Forced to accept that intensive farming on the heavy clay of their land at Knepp was economically unsustainable, Isabella Tree and her husband Charlie Burrell made a spectacular leap of faith: they decided to step back and let nature take over. Thanks to the introduction of free-roaming cattle, ponies, pigs and deer - proxies of the large animals that once roamed Britain - the 3,500 acre project has seen extraordinary increases in wildlife numbers and diversity in little over a decade.

Extremely rare species, including turtle doves, nightingales, peregrine falcons, lesser spotted woodpeckers and purple emperor butterflies, are now breeding at Knepp, and populations of other species are rocketing.

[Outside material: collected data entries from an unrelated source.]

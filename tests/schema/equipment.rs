//! Integration tests for mech and pilot equipment

use machinemind_foundation::{EntryType, ErrorKind, RawRecord, Value};
use machinemind_registry::OpCtx;
use machinemind_schema::{Deployable, MechSystem, MechWeapon, PilotEquipment, WeaponMod};

use crate::fixtures::{base_content, record, setup, tag};

#[test]
fn flat_weapon_becomes_one_profile() {
    let (_env, reg) = setup();
    let ctx = OpCtx::new();
    base_content(&reg, &ctx);

    let weapon = MechWeapon::unpack(
        &RawRecord::new()
            .with("id", "mw_thermal_rifle")
            .with("name", "Thermal Rifle")
            .with("source", "GMS")
            .with("mount", "Main")
            .with("type", "Rifle")
            .with("sp", 0)
            .with(
                "damage",
                vec![record(&[("type", Value::from("Energy")), ("val", Value::Int(2))])],
            )
            .with("range", vec![record(&[("type", Value::from("Range")), ("val", Value::Int(8))])])
            .with("tags", vec![tag("tg_heat_self", Some(1)), tag("tg_nowhere", None)]),
        &reg,
        &ctx,
    )
    .unwrap();

    let w = weapon.borrow();
    assert_eq!(w.profiles.len(), 1);
    let profile = w.profile().unwrap();
    assert_eq!(profile.kind, "Rifle");
    assert_eq!(profile.damage[0].val, Value::Int(2));
    assert_eq!(profile.range[0].kind, "Range");
    assert_eq!(profile.tags.len(), 1);
    assert_eq!(profile.tags[0].display_name(), "Heat 1 (Self)");

    let raw = reg.get_raw(EntryType::MechWeapon, weapon.key()).unwrap();
    assert!(!raw.contains("damage"));
}

#[test]
fn multi_profile_weapons_keep_every_profile() {
    let (_env, reg) = setup();
    let ctx = OpCtx::new();
    base_content(&reg, &ctx);

    let profiles = vec![
        record(&[("name", Value::from("Ranged")), ("type", Value::from("Cannon"))]),
        record(&[("name", Value::from("Melee")), ("type", Value::from("Melee"))]),
    ];
    let weapon = MechWeapon::unpack(
        &RawRecord::new()
            .with("id", "mw_kraul_rifle")
            .with("name", "Kraul Rifle")
            .with("mount", "Heavy")
            .with("profiles", profiles),
        &reg,
        &ctx,
    )
    .unwrap();

    let w = weapon.borrow();
    assert_eq!(w.profiles.len(), 2);
    assert_eq!(w.profiles[1].name, "Melee");
    assert_eq!(w.size, "Heavy");
}

#[test]
fn system_owns_its_inline_deployables() {
    let (env, reg) = setup();
    let ctx = OpCtx::new();
    base_content(&reg, &ctx);

    let deployable = record(&[
        ("name", Value::from("Turret Drone")),
        ("type", Value::from("Drone")),
        ("hp", Value::Int(5)),
        ("tags", Value::from(vec![tag("tg_unique", None)])),
    ]);
    let system = MechSystem::unpack(
        &RawRecord::new()
            .with("id", "ms_turret_drones")
            .with("name", "Turret Drones")
            .with("source", "GMS")
            .with("license", "Everest")
            .with("tags", vec![tag("tg_limited", Some(3))])
            .with("deployables", vec![deployable]),
        &reg,
        &ctx,
    )
    .unwrap();

    let s = system.borrow();
    assert_eq!(s.tags[0].display_name(), "Limited 3");
    let drone = s.attachments.deployables[0].borrow();
    assert_eq!(drone.name, "Turret Drone");
    assert_eq!(drone.max_hp, 5);
    assert_eq!(drone.current_hp, 5);
    assert_eq!(drone.tags[0].display_name(), "Unique");

    let dest = env.create_registry("campaign");
    system.insinuate(&dest, None).unwrap();
    assert_eq!(dest.get_cat::<Deployable>().len(), 1);
    assert_eq!(dest.count(EntryType::TagTemplate), 0);
}

#[test]
fn mods_check_weapon_type_and_size() {
    let (_env, reg) = setup();
    let ctx = OpCtx::new();
    base_content(&reg, &ctx);

    let m = WeaponMod::unpack(
        &RawRecord::new()
            .with("id", "wm_nanocomposite_adaptation")
            .with("name", "Nanocomposite Adaptation")
            .with("source", "GMS")
            .with("allowed_types", vec!["Rifle", "Cannon"])
            .with("restricted_sizes", vec!["Superheavy"]),
        &reg,
        &ctx,
    )
    .unwrap();

    let m = m.borrow();
    assert_eq!(m.allowed_types, vec!["Rifle", "Cannon"]);
    assert_eq!(m.source.as_ref().unwrap().borrow().id, "GMS");
    assert!(m.accepts("Rifle", "Main"));
    assert!(!m.accepts("Melee", "Main"));
    assert!(!m.accepts("Cannon", "Superheavy"));
}

#[test]
fn pilot_gear_dispatches_on_type() {
    let (_env, reg) = setup();
    let ctx = OpCtx::new();

    let armor = PilotEquipment::unpack(
        &RawRecord::new()
            .with("id", "pg_mobility_hardsuit")
            .with("name", "Mobility Hardsuit")
            .with("type", "Armor"),
        &reg,
        &ctx,
    )
    .unwrap();
    let weapon = PilotEquipment::unpack(
        &RawRecord::new().with("id", "pg_sidearm").with("name", "Sidearm").with("type", "Weapon"),
        &reg,
        &ctx,
    )
    .unwrap();

    assert_eq!(armor.kind(), EntryType::PilotArmor);
    assert_eq!(weapon.kind(), EntryType::PilotWeapon);
    assert_eq!(reg.count(EntryType::PilotArmor), 1);
    assert_eq!(reg.count(EntryType::PilotGear), 0);

    let err =
        PilotEquipment::unpack(&RawRecord::new().with("name", "Boat"), &reg, &ctx).unwrap_err();
    assert!(matches!(err.kind, ErrorKind::InvalidValue { .. }));
}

The Burrells' degraded agricultural land has become a functioning ecosystem again, heaving with life - all by itself.


This is one of those books where the content overcomes the writing.  The writing isn’t bad by any means, but it definitely lacks the spark of personality.  Either Isabella Tree lacks anything resembling charisma, or she was holding herself back.  I choose to believe the latter, because I believe anyone willing to embrace the project she and her husband embarked on has to be inherently likeable and not a little bit charismatic.

In spite of what was often bland writing, the book is a brilliant record of the amazing achievements Tree and her husband managed on what was poorly producing farmland that was losing money.  By allowing it to revert back to its natural state, with as little human interference as possible, they accomplished so much on so many fronts.  The wildlife recovery, the flood mitigation, the general health of the land itself – all of it happening at speeds that make me optimistic that humanity hasn’t completely destroyed our planet just yet.  Lest I got too optimistic though, Tree’s documentation of the uphill battle they had to fight with government agencies who nominally existed to protect the environment put me right back into my proper, cynical, place.

Wilding is a thoroughly well researched, excellently laid out recounting of one couple’s determined efforts to restore their patch of British soil to what it was meant to be, and all the excellent rewards that came with it.  The writing may be less than enthralling but the content more than makes up for any missing sparkle or wit.  If you’re interested in the natural state of things, this is definitely worth the time and effort.